Gordon Langford arranged the song for six voices for The King's Singers and it appeared on their 1977 album Flanders and Swann and Noël Coward. Langford, a railway enthusiast, put a handwritten note on the score saying "Effigies of Dr Beeching (complete with box of pins) available upon request".

In 2004, Canadian classical quartet Quartetto Gelato released a themed album called Quartetto Gelato Travels the Orient Express, celebrating the original journey of Orient Express and featuring music from London to Istanbul. The album begins with a rendition of "Slow Train", with the final lines changed to reflect the route of the Orient Express.

A version of "The Slow Train" by the King's Singers is on electronica duo Lemon Jelly's track "'76 aka The Slow Train", combined with a cover of the Albert Hammond song "I'm a Train" also performed by the King's Singers. A live version by Stackridge was included in their 2009 DVD 4x4.

Michael Williams' book On the Slow Train takes its name from the song.
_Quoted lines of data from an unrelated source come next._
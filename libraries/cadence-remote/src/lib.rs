//! Cadence Download API Client
//!
//! HTTP client for the music download service, plus a [`SourceResolver`]
//! that lets the player stream what the service has downloaded.
//!
//! # Features
//!
//! - **Search**: query the service for tracks and turn results into queue items
//! - **Download**: have the service fetch a track in the configured format
//! - **Downloads**: list downloaded files and build their streaming URLs
//! - **Resolution**: [`HttpSourceResolver`] for local and remote queue items
//!
//! # Example
//!
//! ```ignore
//! use cadence_remote::{DownloadApiClient, HttpSourceResolver, RemoteConfig};
//! use std::sync::Arc;
//!
//! #[tokio::main]
//! async fn main() -> Result<(), Box<dyn std::error::Error>> {
//!     let client = Arc::new(DownloadApiClient::new(RemoteConfig::default())?);
//!     client.test_connection().await?;
//!
//!     let items: Vec<_> = client
//!         .list_downloads()
//!         .await?
//!         .iter()
//!         .map(|file| file.to_queue_item())
//!         .collect();
//!
//!     let resolver = HttpSourceResolver::new(client);
//!     Ok(())
//! }
//! ```
//!
//! [`SourceResolver`]: cadence_playback::SourceResolver

mod client;
mod error;
mod resolver;
mod types;

pub use client::DownloadApiClient;
pub use error::{RemoteError, Result};
pub use resolver::HttpSourceResolver;
pub use types::{
    local_queue_item, DownloadRequest, DownloadResponse, DownloadedFile, OutputFormat,
    RemoteConfig, SearchRequest, ServiceStatus, VideoInfo,
};
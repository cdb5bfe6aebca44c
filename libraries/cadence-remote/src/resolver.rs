//! Source resolution against the download API.

use crate::client::DownloadApiClient;
use crate::error::{RemoteError, Result};
use async_trait::async_trait;
use cadence_playback::{
    QueueItem, ResolveError, ResolvedSource, SourceHandle, SourceResolver, TrackSource,
};
use std::sync::Arc;
use tracing::{debug, warn};

/// Resolves queue items to streaming URLs served by the download API.
///
/// - `Local` items must already be listed in the downloads folder
/// - `Remote` items are downloaded first, then streamed from the new file
pub struct HttpSourceResolver {
    client: Arc<DownloadApiClient>,
}

impl HttpSourceResolver {
    pub fn new(client: Arc<DownloadApiClient>) -> Self {
        Self { client }
    }

    async fn resolve_local(&self, file: &str, item: &QueueItem) -> Result<ResolvedSource> {
        let listed = self
            .client
            .list_downloads()
            .await?
            .iter()
            .any(|download| download.filename == file);
        if !listed {
            return Err(RemoteError::NotFound(file.to_string()));
        }

        let url = self.client.stream_url(file)?;
        Ok(ResolvedSource::from_item(SourceHandle::new(url), item))
    }

    async fn resolve_remote(&self, track: &str, item: &QueueItem) -> Result<ResolvedSource> {
        let request =
            self.client
                .download_request(track, &item.title, &item.artist, item.album.as_deref());
        let download = self.client.download(&request).await?;
        let url = self.client.stream_url(&download.filename)?;

        // The server's tags win; fall back to what the queue knew
        Ok(ResolvedSource {
            handle: SourceHandle::new(url),
            title: non_empty(download.title).unwrap_or_else(|| item.title.clone()),
            artist: non_empty(download.artist).unwrap_or_else(|| item.artist.clone()),
            album: non_empty(download.album).or_else(|| item.album.clone()),
            duration: item.duration,
        })
    }
}

#[async_trait]
impl SourceResolver for HttpSourceResolver {
    async fn resolve(&self, item: &QueueItem) -> std::result::Result<ResolvedSource, ResolveError> {
        debug!(source = ?item.source, title = %item.title, "Resolving via download API");

        let outcome = match &item.source {
            TrackSource::Local { file } => self.resolve_local(file, item).await,
            TrackSource::Remote { track } => self.resolve_remote(track, item).await,
        };

        outcome.map_err(|e| {
            warn!(title = %item.title, error = %e, "Resolution failed");
            e.into_resolve_error(self.client.config().request_timeout())
        })
    }
}

fn non_empty(value: String) -> Option<String> {
    if value.trim().is_empty() {
        None
    } else {
        Some(value)
    }
}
It celebrates twelve of the most beautiful and historic journeys in Britain that were saved from the Beeching cuts, including famous routes such as the Settle–Carlisle line and less well-known pleasures, such as the four-hour Lancaster–Carlisle route along the remote Cumbrian coastline.

English punk and folk singer-songwriter Frank Turner included a version of the song on his 2011 compilation album The Second Three Years.

==See also==
- Abandoned railway station
- List of closed railway stations in Britain
- List of train songs

==Bibliography==
- "British Railways Pre-grouping Atlas and Gazetteer" (1988)
- Dewick, Tony. "Rail Atlas 1890"
- Jowett, Alan (1989). "Jowett's Railway Atlas of Great Britain & Ireland"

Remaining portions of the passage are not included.